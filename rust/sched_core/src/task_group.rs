// Copyright (c) Meta Platforms, Inc. and affiliates.

// This software may be used and distributed according to the terms of the
// GNU General Public License version 2.

//! # Task groups
//!
//! Groups form a tree under the root group. Each non-root group owns, on
//! every CPU, a fair runqueue for its members and a group entity queued on
//! its parent's runqueue. Group entities are weighted by the group's
//! shares split across CPUs in proportion to per-CPU load.

use std::collections::BTreeMap;
use std::ops::Index;
use std::sync::atomic::AtomicI64;

use tracing::debug;
use tracing::info;

use crate::cfs_bandwidth::CfsBandwidth;
use crate::core::Sched;
use crate::error::SchedError;
use crate::error::SchedResult;
use crate::fair::CfsRq;
use crate::fair_load::UpdateFlags;
use crate::prio::LoadWeight;
use crate::prio::MAX_SHARES;
use crate::prio::MIN_SHARES;
use crate::prio::NICE_0_LOAD;
use crate::prio::WEIGHT_IDLEPRIO;
use crate::rcu::Retired;
use crate::task::DequeueFlags;
use crate::task::EnqueueFlags;
use crate::task::SchedEntity;
use crate::types::CpuId;
use crate::types::EntityRef;
use crate::types::GroupId;
use crate::types::Pid;
use crate::uclamp::UclampId;
use crate::uclamp::UclampSe;
use crate::uclamp::UCLAMP_CNT;

#[derive(Debug)]
pub struct TaskGroup {
    pub id: GroupId,
    pub name: String,
    pub parent: Option<GroupId>,
    pub children: Vec<GroupId>,
    pub shares: u64,
    /// Sum of the per-CPU contributions published by
    /// `update_tg_load_avg`.
    pub load_avg: AtomicI64,
    /// Depth of this group's entities; 0 directly under the root.
    pub se_depth: u32,
    /// Members are treated as idle-policy by the fair class.
    pub idle: bool,
    pub uclamp_req: [UclampSe; UCLAMP_CNT],
    /// Requests restricted by the ancestors' effective values.
    pub uclamp: [UclampSe; UCLAMP_CNT],
    pub cfs_b: CfsBandwidth,
}

impl TaskGroup {
    fn new(id: GroupId, name: &str, parent: Option<GroupId>, se_depth: u32) -> Self {
        let none = [UclampSe::none(UclampId::Min), UclampSe::none(UclampId::Max)];
        Self {
            id,
            name: name.to_string(),
            parent,
            children: vec![],
            shares: NICE_0_LOAD,
            load_avg: AtomicI64::new(0),
            se_depth,
            idle: false,
            uclamp_req: none,
            uclamp: none,
            cfs_b: CfsBandwidth::default(),
        }
    }
}

/// Every group, the root included, by id.
#[derive(Debug)]
pub struct GroupTable {
    groups: BTreeMap<GroupId, TaskGroup>,
    next_id: u32,
}

impl Default for GroupTable {
    fn default() -> Self {
        let mut groups = BTreeMap::new();
        groups.insert(GroupId::ROOT, TaskGroup::new(GroupId::ROOT, "/", None, 0));
        Self { groups, next_id: 1 }
    }
}

impl GroupTable {
    pub fn new() -> Self {
        Self::default()
    }

    pub fn get(&self, g: GroupId) -> Option<&TaskGroup> {
        self.groups.get(&g)
    }

    pub fn get_mut(&mut self, g: GroupId) -> Option<&mut TaskGroup> {
        self.groups.get_mut(&g)
    }

    pub fn contains(&self, g: GroupId) -> bool {
        self.groups.contains_key(&g)
    }

    pub fn iter(&self) -> impl Iterator<Item = &TaskGroup> {
        self.groups.values()
    }

    pub fn ids(&self) -> Vec<GroupId> {
        self.groups.keys().copied().collect()
    }

    pub fn by_name(&self, name: &str) -> Option<GroupId> {
        self.groups.values().find(|tg| tg.name == name).map(|tg| tg.id)
    }

    /// `g` and all its descendants, parents before children.
    pub fn subtree(&self, g: GroupId) -> Vec<GroupId> {
        let mut out = vec![];
        let mut stack = vec![g];
        while let Some(x) = stack.pop() {
            if let Some(tg) = self.groups.get(&x) {
                out.push(x);
                stack.extend(tg.children.iter().rev().copied());
            }
        }
        out
    }

    fn alloc_id(&mut self) -> GroupId {
        let id = GroupId(self.next_id);
        self.next_id += 1;
        id
    }
}

impl Index<GroupId> for GroupTable {
    type Output = TaskGroup;

    fn index(&self, g: GroupId) -> &TaskGroup {
        match self.groups.get(&g) {
            Some(tg) => tg,
            None => panic!("no task group {g}"),
        }
    }
}

impl Sched {
    /// Create a group under `parent` with per-CPU runqueues and entities.
    pub fn create_group(&mut self, parent: GroupId, name: &str) -> SchedResult<GroupId> {
        let Some(ptg) = self.groups.get(parent) else {
            return Err(SchedError::NoSuchGroup(parent));
        };
        if name.is_empty() || self.groups.by_name(name).is_some() {
            return Err(SchedError::GroupConfigInvalid("group name empty or taken"));
        }
        let se_depth = if parent.is_root() { 0 } else { ptg.se_depth + 1 };
        let hierarchical_quota = ptg.cfs_b.hierarchical_quota;
        let g = self.groups.alloc_id();
        let mut tg = TaskGroup::new(g, name, Some(parent), se_depth);
        tg.cfs_b.hierarchical_quota = hierarchical_quota;
        self.groups.groups.insert(g, tg);
        if let Some(ptg) = self.groups.get_mut(parent) {
            ptg.children.push(g);
        }

        for i in 0..self.rqs.len() {
            let cpu = CpuId(i as u32);
            let mut cfs = CfsRq::new(g);
            // Inherit the throttle state of the parent on this CPU.
            let (pcount, pelt) = (self.cfs_rq(cpu, parent).throttle_count, self.rqs[i].clock.pelt());
            cfs.throttle_count = pcount;
            cfs.throttled_clock_pelt = pelt;
            let se = SchedEntity {
                load: LoadWeight::new(NICE_0_LOAD),
                runnable_weight: 0,
                cfs_rq: parent,
                my_q: Some(g),
                depth: se_depth,
                ..Default::default()
            };
            let rq = &mut self.rqs[i];
            rq.cfs_rqs.insert(g, cfs);
            rq.group_se.insert(g, se);
        }
        self.update_group_uclamp_eff(g);
        info!(group = g.0, parent = parent.0, name, "task group created");
        Ok(g)
    }

    fn group_has_tasks(&self, g: GroupId) -> bool {
        self.tasks.iter().any(|t| t.group == g && !t.is_dead())
    }

    pub fn destroy_group(&mut self, g: GroupId) -> SchedResult<()> {
        if g.is_root() {
            return Err(SchedError::GroupConfigInvalid("the root group cannot be destroyed"));
        }
        let Some(tg) = self.groups.get(g) else {
            return Err(SchedError::NoSuchGroup(g));
        };
        if !tg.children.is_empty() || self.group_has_tasks(g) {
            return Err(SchedError::Busy);
        }
        let parent = tg.parent.unwrap_or(GroupId::ROOT);

        self.cancel_cfs_bandwidth(g);
        for i in 0..self.rqs.len() {
            let cpu = CpuId(i as u32);
            self.remove_group_entity_load(cpu, g);
            let rq = &mut self.rqs[i];
            rq.cfs_rqs.remove(&g);
            rq.group_se.remove(&g);
        }
        if let Some(ptg) = self.groups.get_mut(parent) {
            ptg.children.retain(|&c| c != g);
        }
        if let Some(tg) = self.groups.groups.remove(&g) {
            self.rcu.retire(Retired::Group(Box::new(tg)));
        }
        info!(group = g.0, "task group destroyed");
        Ok(())
    }

    /// Queue a dying group entity's load for removal from its parent.
    fn remove_group_entity_load(&mut self, cpu: CpuId, g: GroupId) {
        let e = EntityRef::Group(g);
        let Some(se) = self.rqs[cpu.idx()].group_se.get(&g) else {
            return;
        };
        if !se.attached {
            return;
        }
        let pg = se.cfs_rq;
        let last = self.cfs_rq(cpu, pg).avg.last_update_time;
        let se = self.se_mut(cpu, e);
        let w = se.load.weight;
        crate::pelt::update_entity(last, &mut se.avg, false, 0, false, w);
        se.attached = false;
        let (l, u, r) = (se.avg.load_avg, se.avg.util_avg, se.avg.runnable_avg);
        let removed = &mut self.cfs_mut(cpu, pg).removed;
        removed.nr += 1;
        removed.load_avg += l;
        removed.util_avg += u;
        removed.runnable_avg += r;
    }

    /// Set a group's shares, clamped to the supported range, and reweight
    /// its entities on every CPU.
    pub fn set_group_shares(&mut self, g: GroupId, shares: u64) -> SchedResult<()> {
        if g.is_root() {
            return Err(SchedError::GroupConfigInvalid("root group shares are fixed"));
        }
        match self.groups.get(g) {
            None => return Err(SchedError::NoSuchGroup(g)),
            Some(tg) if tg.idle => return Err(SchedError::GroupConfigInvalid("idle group shares are fixed")),
            Some(_) => {}
        }
        self.apply_group_shares(g, shares);
        Ok(())
    }

    fn apply_group_shares(&mut self, g: GroupId, shares: u64) {
        let Some(tg) = self.groups.get_mut(g) else {
            return;
        };
        let shares = shares.clamp(MIN_SHARES, MAX_SHARES);
        if tg.shares == shares {
            return;
        }
        tg.shares = shares;
        for i in 0..self.rqs.len() {
            let cpu = CpuId(i as u32);
            self.update_rq_clock(cpu);
            for e in self.entity_chain(cpu, EntityRef::Group(g)) {
                let pg = self.se(cpu, e).cfs_rq;
                self.update_load_avg(cpu, pg, e, UpdateFlags::UPDATE_TG);
                self.update_cfs_group(cpu, e);
            }
        }
        debug!(group = g.0, shares, "group shares set");
    }

    /// Mark a group idle: its members count as idle-policy tasks and the
    /// group entity drops to the idle weight.
    pub fn set_group_idle(&mut self, g: GroupId, idle: bool) -> SchedResult<()> {
        if g.is_root() {
            return Err(SchedError::GroupConfigInvalid("root group cannot be idle"));
        }
        let Some(tg) = self.groups.get_mut(g) else {
            return Err(SchedError::NoSuchGroup(g));
        };
        if tg.idle == idle {
            return Ok(());
        }
        tg.idle = idle;
        for i in 0..self.rqs.len() {
            let cpu = CpuId(i as u32);
            let gq = self.cfs_rq(cpu, g);
            let delta = (gq.h_nr_running - gq.idle_h_nr_running) as i64;
            let delta = if idle { delta } else { -delta };
            for e in self.entity_chain(cpu, EntityRef::Group(g)) {
                if !self.se(cpu, e).on_rq {
                    break;
                }
                let pg = self.se(cpu, e).cfs_rq;
                let pcfs = self.cfs_mut(cpu, pg);
                pcfs.idle_h_nr_running = (pcfs.idle_h_nr_running as i64 + delta).max(0) as u32;
                if self.cfs_rq_is_idle(pg) {
                    break;
                }
            }
        }
        let shares = if idle { WEIGHT_IDLEPRIO } else { NICE_0_LOAD };
        self.apply_group_shares(g, shares);
        Ok(())
    }

    pub fn set_group_uclamp(&mut self, g: GroupId, min: u32, max: u32) -> SchedResult<()> {
        if min > max || max > crate::prio::SCHED_CAPACITY_SCALE as u32 {
            return Err(SchedError::GroupConfigInvalid("uclamp min must not exceed max"));
        }
        let Some(tg) = self.groups.get_mut(g) else {
            return Err(SchedError::NoSuchGroup(g));
        };
        tg.uclamp_req = [UclampSe::new(min, true), UclampSe::new(max, true)];
        let subtree = self.groups.subtree(g);
        for &x in &subtree {
            self.update_group_uclamp_eff(x);
        }
        let members: Vec<Pid> = self
            .tasks
            .iter()
            .filter(|t| subtree.contains(&t.group))
            .map(|t| t.pid)
            .collect();
        for p in members {
            self.uclamp_update_active(p);
        }
        Ok(())
    }

    fn update_group_uclamp_eff(&mut self, g: GroupId) {
        let Some(tg) = self.groups.get(g) else {
            return;
        };
        let req = tg.uclamp_req;
        let eff = match tg.parent.and_then(|p| self.groups.get(p)) {
            Some(ptg) if !ptg.id.is_root() => [
                UclampSe::new(req[0].value.min(ptg.uclamp[0].value), false),
                UclampSe::new(req[1].value.min(ptg.uclamp[1].value), false),
            ],
            _ => req,
        };
        let eff = [UclampSe::new(eff[0].value.min(eff[1].value), false), eff[1]];
        if let Some(tg) = self.groups.get_mut(g) {
            tg.uclamp = eff;
        }
    }

    /// Move a task into group `g`, re-queueing it on the new group's
    /// runqueue if it is runnable.
    pub fn move_task_to_group(&mut self, p: Pid, g: GroupId) -> SchedResult<()> {
        if !self.tasks.contains(p) {
            return Err(SchedError::NoSuchTask(p));
        }
        if !self.groups.contains(g) {
            return Err(SchedError::NoSuchGroup(g));
        }
        if self.tasks[p].group == g {
            return Ok(());
        }
        let cpu = self.tasks[p].cpu;
        self.update_rq_clock(cpu);
        let queued = self.tasks[p].is_queued();
        let running = self.rqs[cpu.idx()].curr == p;
        if queued {
            self.dequeue_task(cpu, p, DequeueFlags::SAVE | DequeueFlags::MOVE | DequeueFlags::NOCLOCK);
        }
        if running {
            self.put_prev_task(cpu, p);
        }

        self.tasks[p].group = g;
        if self.tasks[p].class == crate::class::ClassId::Fair {
            let class = crate::class::class(self.tasks[p].class);
            class.task_change_group(self, p);
        } else {
            let depth = self.entity_depth_for(g);
            let se = &mut self.tasks[p].se;
            se.cfs_rq = g;
            se.depth = depth;
        }

        if queued {
            self.enqueue_task(cpu, p, EnqueueFlags::RESTORE | EnqueueFlags::MOVE | EnqueueFlags::NOCLOCK);
        }
        if running {
            self.set_next_task(cpu, p);
            self.resched_curr(cpu);
        }
        self.uclamp_update_active(p);
        debug!(pid = p.0, group = g.0, "task moved to group");
        Ok(())
    }
}

#[cfg(test)]
mod tests {
    use super::*;

    #[test]
    fn subtree_is_parent_first() {
        let mut t = GroupTable::new();
        let a = t.alloc_id();
        let b = t.alloc_id();
        let c = t.alloc_id();
        t.groups.insert(a, TaskGroup::new(a, "a", Some(GroupId::ROOT), 0));
        t.groups.insert(b, TaskGroup::new(b, "b", Some(a), 1));
        t.groups.insert(c, TaskGroup::new(c, "c", Some(GroupId::ROOT), 0));
        t.groups.get_mut(&GroupId::ROOT).unwrap().children = vec![a, c];
        t.groups.get_mut(&a).unwrap().children = vec![b];
        assert_eq!(t.subtree(GroupId::ROOT), vec![GroupId::ROOT, a, b, c]);
        assert_eq!(t.subtree(a), vec![a, b]);
        assert_eq!(t.by_name("c"), Some(c));
    }
}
= = = =
**Requirement:**
Find the word "children" in the data and copy out each line where it turns up.

**Solution for this exercise:**
    pub children: Vec<GroupId>,
            children: vec![],
    /// `g` and all its descendants, parents before children.
                stack.extend(tg.children.iter().rev().copied());
            ptg.children.push(g);
        if !tg.children.is_empty() || self.group_has_tasks(g) {
            ptg.children.retain(|&c| c != g);
        t.groups.get_mut(&GroupId::ROOT).unwrap().children = vec![a, c];
        t.groups.get_mut(&a).unwrap().children = vec![b];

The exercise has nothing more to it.